Hacker News new | ask | show | jobs
by twtw 2655 days ago
> That's... not the way hardware works.

Regarding transistor / area budget, sure.

Regarding power budget, that absolutely could be the way hardware works. Modern chips can and do power off pieces of silicon when they are not needed. Whether that would be worth it for instruction decoding, I don't know, but it could be.

1 comments

Powering off pieces of silicon when they are not needed is done through "clock gating", where you stop feeding a clock to a block that is not needed.

That is only possible when you deal with isolated parts. You cannot, for example, power down an instruction decoders ability to understand different syntaxes, but only power down the entire instruction decoder. Trying to design it so that sub-features of a block like that can be powered down would not be productive.

A realistic clock-gating would be something like powering down the actual execution units ("We don't need AVX-512, so lets not waste power on the execution units"), but that doesn't help in saving power wasted on legacy.

You can absolutely design the instruction decoder into two parallel decoders that decode AArch32 and AArch64 respectively. Splitting Thumb from the rest of AArch32 probably doesn't make sense, and on x86 it probably doesn't make sense to break out 32 and 64 bit, but I can absolutely see the case for AArch32 vs AArch64.
> You can absolutely design the instruction decoder into two parallel decoders that decode AArch32 and AArch64 respectively.

You can design anything. The question is whether the added design complexity (which for silicon directly translates to increased power consumption) outweighs the benefits.

Thus

>> Whether that would be worth it for instruction decoding, I don't know

There would be significant overhead to design a decoder such that it could switch between legacy and aarch64 only, but it could conceivably be done.

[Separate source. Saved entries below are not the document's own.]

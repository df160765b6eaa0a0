// ── Dashboard abstraction ──
//
// Single composition point: owns the per-loop state containers, spawns the
// background tasks, derives the view model and tears everything down.

use std::sync::Arc;
use std::sync::atomic::{AtomicBool, Ordering};

use tokio::sync::{Mutex, watch};
use tokio::task::JoinHandle;
use tokio_util::sync::CancellationToken;
use tracing::{debug, info};

use firewatch_api::{DetectionEvent, DetectorClient, NotificationSettings, TransportConfig};

use crate::api::DetectorApi;
use crate::config::DashboardConfig;
use crate::error::CoreError;
use crate::history::HistoryPoller;
use crate::message::{SlotState, TransientSlot};
use crate::notify::NotificationTestTrigger;
use crate::settings::{SettingsState, SettingsSync};
use crate::status::{StatusPoller, StatusSnapshot};
use crate::view::ViewModel;

/// The main entry point for frontends.
///
/// Cheaply cloneable via `Arc<DashboardInner>`. [`start()`](Self::start)
/// spawns the status loop, the history loop, the one-shot settings load and
/// the message expiry timer; [`shutdown()`](Self::shutdown) cancels them and
/// waits for every task to finish. Dropping the last clone cancels too.
pub struct Dashboard<A: DetectorApi = DetectorClient> {
    inner: Arc<DashboardInner<A>>,
}

impl<A: DetectorApi> Clone for Dashboard<A> {
    fn clone(&self) -> Self {
        Self {
            inner: Arc::clone(&self.inner),
        }
    }
}

struct DashboardInner<A> {
    api: Arc<A>,
    config: DashboardConfig,
    status: StatusPoller,
    history: HistoryPoller,
    settings: SettingsSync,
    test_trigger: NotificationTestTrigger,
    messages: TransientSlot,
    cancel: CancellationToken,
    started: AtomicBool,
    task_handles: Mutex<Vec<JoinHandle<()>>>,
}

impl<A> Drop for DashboardInner<A> {
    fn drop(&mut self) {
        self.cancel.cancel();
    }
}

impl Dashboard<DetectorClient> {
    /// Build a dashboard talking HTTP to `config.url`.
    pub fn from_config(config: DashboardConfig) -> Result<Self, CoreError> {
        let transport = TransportConfig::with_timeout(config.timeout);
        let client = DetectorClient::new(config.url.clone(), &transport)?;
        Ok(Self::new(client, config))
    }
}

impl<A: DetectorApi> Dashboard<A> {
    /// Create a dashboard. Does NOT poll -- call [`start()`](Self::start).
    pub fn new(api: A, config: DashboardConfig) -> Self {
        let messages = TransientSlot::new(config.message_ttl);
        Self {
            inner: Arc::new(DashboardInner {
                api: Arc::new(api),
                status: StatusPoller::new(),
                history: HistoryPoller::new(),
                settings: SettingsSync::new(messages.clone()),
                test_trigger: NotificationTestTrigger::new(messages.clone()),
                messages,
                cancel: CancellationToken::new(),
                started: AtomicBool::new(false),
                task_handles: Mutex::new(Vec::new()),
                config,
            }),
        }
    }

    pub fn config(&self) -> &DashboardConfig {
        &self.inner.config
    }

    // ── Lifecycle ────────────────────────────────────────────────────

    /// Spawn the background tasks. The first status and history fetches
    /// are issued immediately. Calling this twice is a no-op.
    pub async fn start(&self) {
        if self.inner.started.swap(true, Ordering::SeqCst) {
            debug!("dashboard already started");
            return;
        }
        if self.inner.cancel.is_cancelled() {
            debug!("dashboard already shut down");
            return;
        }

        let config = &self.inner.config;
        let mut handles = self.inner.task_handles.lock().await;

        {
            let poller = self.inner.status.clone();
            let api = Arc::clone(&self.inner.api);
            let cancel = self.inner.cancel.child_token();
            handles.push(tokio::spawn(poller.run(api, config.status_interval, cancel)));
        }

        {
            let poller = self.inner.history.clone();
            let api = Arc::clone(&self.inner.api);
            let cancel = self.inner.cancel.child_token();
            handles.push(tokio::spawn(poller.run(api, config.history_interval, cancel)));
        }

        {
            let settings = self.inner.settings.clone();
            let api = Arc::clone(&self.inner.api);
            let cancel = self.inner.cancel.child_token();
            handles.push(tokio::spawn(async move {
                tokio::select! {
                    biased;
                    () = cancel.cancelled() => {}
                    // Failure is already logged and leaves the defaults.
                    _ = settings.load(api.as_ref()) => {}
                }
            }));
        }

        {
            let slot = self.inner.messages.clone();
            let cancel = self.inner.cancel.child_token();
            handles.push(tokio::spawn(slot.run_expiry(cancel)));
        }

        info!(url = %config.url, "dashboard started");
    }

    /// Cancel every task and wait for all of them to finish.
    pub async fn shutdown(&self) {
        self.inner.cancel.cancel();

        let mut handles = self.inner.task_handles.lock().await;
        for handle in handles.drain(..) {
            let _ = handle.await;
        }
        debug!("dashboard shut down");
    }

    // ── Reads ────────────────────────────────────────────────────────

    /// Derive the current view model.
    pub fn view_model(&self) -> ViewModel {
        let message = self.inner.messages.current();
        ViewModel::derive(
            &self.inner.status.snapshot(),
            &self.inner.history.snapshot(),
            &self.inner.settings.snapshot(),
            message.as_ref(),
        )
    }

    /// Subscribe to changes in any state container.
    pub fn subscribe(&self) -> DashboardWatch {
        DashboardWatch {
            status: self.inner.status.subscribe(),
            history: self.inner.history.subscribe(),
            settings: self.inner.settings.subscribe(),
            messages: self.inner.messages.subscribe(),
        }
    }

    // ── Settings ─────────────────────────────────────────────────────

    pub fn edit_settings(&self, f: impl FnOnce(&mut NotificationSettings)) {
        self.inner.settings.edit(f);
    }

    pub fn set_topic(&self, topic: impl Into<String>) {
        self.inner.settings.set_topic(topic);
    }

    pub fn set_enabled(&self, enabled: bool) {
        self.inner.settings.set_enabled(enabled);
    }

    pub fn toggle_enabled(&self) {
        self.inner.settings.toggle_enabled();
    }

    /// Save the working copy and wait for the outcome.
    pub async fn save_settings(&self) -> Result<(), CoreError> {
        self.inner.settings.save(self.inner.api.as_ref()).await
    }

    /// Save in the background. The outcome arrives as a transient message.
    pub async fn request_save(&self) {
        let settings = self.inner.settings.clone();
        let api = Arc::clone(&self.inner.api);
        let cancel = self.inner.cancel.child_token();
        self.track(tokio::spawn(async move {
            tokio::select! {
                biased;
                () = cancel.cancelled() => {}
                result = settings.save(api.as_ref()) => {
                    if let Err(e) = result {
                        debug!(error = %e, "background save did not complete");
                    }
                }
            }
        }))
        .await;
    }

    // ── Test notification ────────────────────────────────────────────

    /// Whether a test notification request is outstanding.
    pub fn test_in_flight(&self) -> bool {
        self.inner.test_trigger.is_in_flight()
    }

    /// Send a test notification and wait for the outcome.
    pub async fn send_test_notification(&self) -> Result<(), CoreError> {
        self.inner.test_trigger.trigger(self.inner.api.as_ref()).await
    }

    /// Send a test notification in the background.
    pub async fn request_test_notification(&self) {
        let trigger = self.inner.test_trigger.clone();
        let api = Arc::clone(&self.inner.api);
        let cancel = self.inner.cancel.child_token();
        self.track(tokio::spawn(async move {
            tokio::select! {
                biased;
                () = cancel.cancelled() => {}
                _ = trigger.trigger(api.as_ref()) => {}
            }
        }))
        .await;
    }

    async fn track(&self, handle: JoinHandle<()>) {
        let mut handles = self.inner.task_handles.lock().await;
        handles.retain(|h| !h.is_finished());
        handles.push(handle);
    }
}

// ── DashboardWatch ───────────────────────────────────────────────────

/// Change notifications across all state containers.
pub struct DashboardWatch {
    status: watch::Receiver<StatusSnapshot>,
    history: watch::Receiver<Arc<Vec<DetectionEvent>>>,
    settings: watch::Receiver<SettingsState>,
    messages: watch::Receiver<SlotState>,
}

fyi clock gating isn't the same as power gating.

> There would be significant overhead to design a decoder such that it could switch between legacy and aarch64 only, but it could conceivably be done.

What you'd do then is to split the decoder into several blocks, so that there's a fan-out from a main decoder into the different sub-decoders, and then power down the sub-decoders. It's still entire blocks you power down.

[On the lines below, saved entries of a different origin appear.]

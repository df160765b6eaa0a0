// Notification endpoints
//
// Settings read/replace and the one-shot test notification.

use serde::Deserialize;
use tracing::{debug, warn};

use crate::client::{DetectorClient, parse_json};
use crate::error::Error;
use crate::models::{NotificationSettings, TestNotificationResponse};

/// Strict shape for a save echo. Unlike [`NotificationSettings`], both
/// fields are required so an unrelated body (`{"ok": true}`) is not
/// mistaken for an acknowledged empty copy.
#[derive(Deserialize)]
struct SettingsEcho {
    topic: String,
    enabled: bool,
}

impl DetectorClient {
    /// Get the current notification settings.
    ///
    /// `GET /api/settings`
    pub async fn get_settings(&self) -> Result<NotificationSettings, Error> {
        let url = self.api_url("settings")?;
        self.get(url).await
    }

    /// Replace the notification settings.
    ///
    /// `POST /api/settings` with `{topic, enabled}`
    ///
    /// Any 2xx counts as success. Returns the echoed settings when the
    /// response body is a complete `{topic, enabled}` object.
    pub async fn save_settings(
        &self,
        settings: &NotificationSettings,
    ) -> Result<Option<NotificationSettings>, Error> {
        let url = self.api_url("settings")?;
        let raw = self.post_raw(url, Some(settings)).await?;
        if !raw.status.is_success() {
            return Err(Self::status_error(&raw));
        }

        let echo = serde_json::from_str::<SettingsEcho>(&raw.body)
            .ok()
            .map(|e| NotificationSettings {
                topic: e.topic,
                enabled: e.enabled,
            });
        debug!(echoed = echo.is_some(), "settings saved");
        Ok(echo)
    }

    /// Ask the service to send one test notification on the configured
    /// channel.
    ///
    /// `POST /api/test-notification`
    ///
    /// The `success` flag in the body decides the outcome, whatever the
    /// HTTP status. A body without the flag falls back to the status.
    pub async fn send_test_notification(&self) -> Result<(), Error> {
        let url = self.api_url("test-notification")?;
        let raw = self.post_raw(url, None::<&()>).await?;

        let parsed: Result<TestNotificationResponse, Error> = parse_json(&raw.body);
        match parsed {
            Ok(resp) if resp.success => {
                debug!(message = ?resp.message, "test notification sent");
                Ok(())
            }
            Ok(resp) => {
                let message = resp
                    .error
                    .or(resp.message)
                    .unwrap_or_else(|| "delivery failed".into());
                warn!(status = raw.status.as_u16(), %message, "test notification rejected");
                Err(Error::NotificationFailed { message })
            }
            Err(_) if !raw.status.is_success() => Err(Self::status_error(&raw)),
            Err(e) => Err(e),
        }
    }
}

Plus, I think the increased power consumption from this design (especially considering that the decoder now needs to stall on powered down sub-decoders) will outweigh the savings of powering down any sub-decoders.

> fyi clock gating isn't the same as power gating.

Of course not. Both clock gating and power gating are power saving designs. Clock gating and power gating both eliminate switching current entirely, while power gating also removes leakage current at the cost of larger architectural changes than those required by clock gating.

I'm out on a limb here, but I don't think power gating makes much sense outside extreme low-power devices.